= Tony Marsico =

American bassist and composer

Tony Marsico (born November 8, 1957) is an American bassist and composer best known as the co-founder of the rock and roll band the Cruzados, formed in 1983, with two albums on Arista Records in 1985 and 1987. Prior to Cruzados, Marsico was a member of the Los Angeles punk band The Plugz (1980–1983), who were best known for scoring the motion picture Repo Man. Marsico has also recorded and toured with Bob Dylan, Neil Young, Marianne Faithfull, Roger Daltrey, Joe Ely, Willie Nelson, Linda Ronstadt, Dr. John, Susanna Hoffs, The Thorns, The DiVinyls, John Doe, Peter Case, Juliana Hatfield, Paul Jones, Rick Vito, and Barry Goldberg, among others. Marsico has co-written songs that appear in the motion picture Desperados. In addition, Marsico was the bassist for indie pop singer Matthew Sweet for over 10 years. Marsico recorded the soundtrack to the Oscar-winning film Session Man.
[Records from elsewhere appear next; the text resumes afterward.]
//! RocksDB storage layer
//!
//! Thin wrapper around a tuned RocksDB instance. Typed persistence,
//! key templates and atomicity live one level up in [`crate::store`].

use crate::config::{CompressionType, StorageConfig};
use rocksdb::{Direction, IteratorMode, Options, WriteBatch, DB};
use std::path::Path;
use std::sync::Arc;

/// Point-lookup-optimized storage shared across the engine and API.
#[derive(Clone)]
pub struct Storage {
    db: Arc<DB>,
}

impl Storage {
    /// Open storage at `path` with default settings.
    pub fn open<P: AsRef<Path>>(path: P) -> Result<Self, rocksdb::Error> {
        let config = StorageConfig {
            data_directory: path.as_ref().to_string_lossy().to_string(),
            ..Default::default()
        };
        Self::open_with_config(&config)
    }

    /// Open storage with explicit configuration.
    pub fn open_with_config(config: &StorageConfig) -> Result<Self, rocksdb::Error> {
        let mut opts = Options::default();
        opts.create_if_missing(true);

        opts.set_write_buffer_size(config.write_buffer_size_mb * 1024 * 1024);
        opts.set_max_write_buffer_number(config.max_write_buffer_number as i32);

        let compression = match config.compression_type {
            CompressionType::None => rocksdb::DBCompressionType::None,
            CompressionType::Snappy => rocksdb::DBCompressionType::Snappy,
            CompressionType::Lz4 => rocksdb::DBCompressionType::Lz4,
            CompressionType::Zstd => rocksdb::DBCompressionType::Zstd,
        };
        opts.set_compression_type(compression);

        // Wallet and session reads dominate; size the point-lookup cache for them.
        opts.set_level_compaction_dynamic_level_bytes(true);
        opts.optimize_for_point_lookup(1024);

        let db = DB::open(&opts, &config.data_directory)?;
        Ok(Self { db: Arc::new(db) })
    }

    pub fn get(&self, key: &[u8]) -> Result<Option<Vec<u8>>, rocksdb::Error> {
        self.db.get(key)
    }

    pub fn put(&self, key: &[u8], value: &[u8]) -> Result<(), rocksdb::Error> {
        self.db.put(key, value)
    }

    pub fn delete(&self, key: &[u8]) -> Result<(), rocksdb::Error> {
        self.db.delete(key)
    }

    /// Delete multiple keys in one batch.
    pub fn delete_batch<K: AsRef<[u8]>>(&self, keys: &[K]) -> Result<(), rocksdb::Error> {
        let mut batch = WriteBatch::default();
        for key in keys {
            batch.delete(key);
        }
        self.db.write(batch)
    }

    /// Scan keys with the given prefix in lexicographic order, up to `limit`.
    pub fn scan_prefix(&self, prefix: &[u8], limit: usize) -> Vec<(Vec<u8>, Vec<u8>)> {
        let mut out = Vec::new();

        for item in self
            .db
            .iterator(IteratorMode::From(prefix, Direction::Forward))
        {
            let Ok((key, value)) = item else {
                continue;
            };

            if !key.as_ref().starts_with(prefix) {
                break;
            }

            out.push((key.to_vec(), value.to_vec()));
            if out.len() >= limit {
                break;
            }
        }

        out
    }
}

#[cfg(test)]
mod tests {
    use super::*;
    use std::fs;

    fn scratch(name: &str) -> Storage {
        let path = format!("./DB/test_storage_{}", name);
        let _ = fs::remove_dir_all(&path);
        Storage::open(&path).expect("open storage")
    }

    #[test]
    fn test_put_get_delete() {
        let storage = scratch("put_get");

        storage.put(b"k1", b"v1").unwrap();
        assert_eq!(storage.get(b"k1").unwrap(), Some(b"v1".to_vec()));

        storage.delete(b"k1").unwrap();
        assert_eq!(storage.get(b"k1").unwrap(), None);
    }

    #[test]
    fn test_scan_prefix_ordering_and_bounds() {
        let storage = scratch("scan");

        storage.put(b"idx:0002:b", b"2").unwrap();
        storage.put(b"idx:0001:a", b"1").unwrap();
        storage.put(b"idx:0003:c", b"3").unwrap();
        storage.put(b"other:x", b"x").unwrap();

        let hits = storage.scan_prefix(b"idx:", 10);
        assert_eq!(hits.len(), 3);
        assert_eq!(hits[0].0, b"idx:0001:a".to_vec());
        assert_eq!(hits[2].0, b"idx:0003:c".to_vec());

        let limited = storage.scan_prefix(b"idx:", 2);
        assert_eq!(limited.len(), 2);
    }
}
He has written four books: I'm Just Here for the Gig, Late Nights with Bob Dylan, Wild Things and King of Andalusia. Marsico has produced two motion pictures: Satan's Angel and Camp Burlesque.

Marsico leads his own jazz band, The Martini Kings, and has released 25 albums, with music appearing in HBO's Entourage and Six Feet Under. Marsico has acted in motion pictures, including Roadhouse, Georgia, Somebody to Love, LA Story and Static. In 2021 Marsico reformed his band Cruzados and released a new album titled She's Automatic, as well as the 2023 releases Dead Inside and Live from Marseille. Marsico has two children and lives in La Palma, California.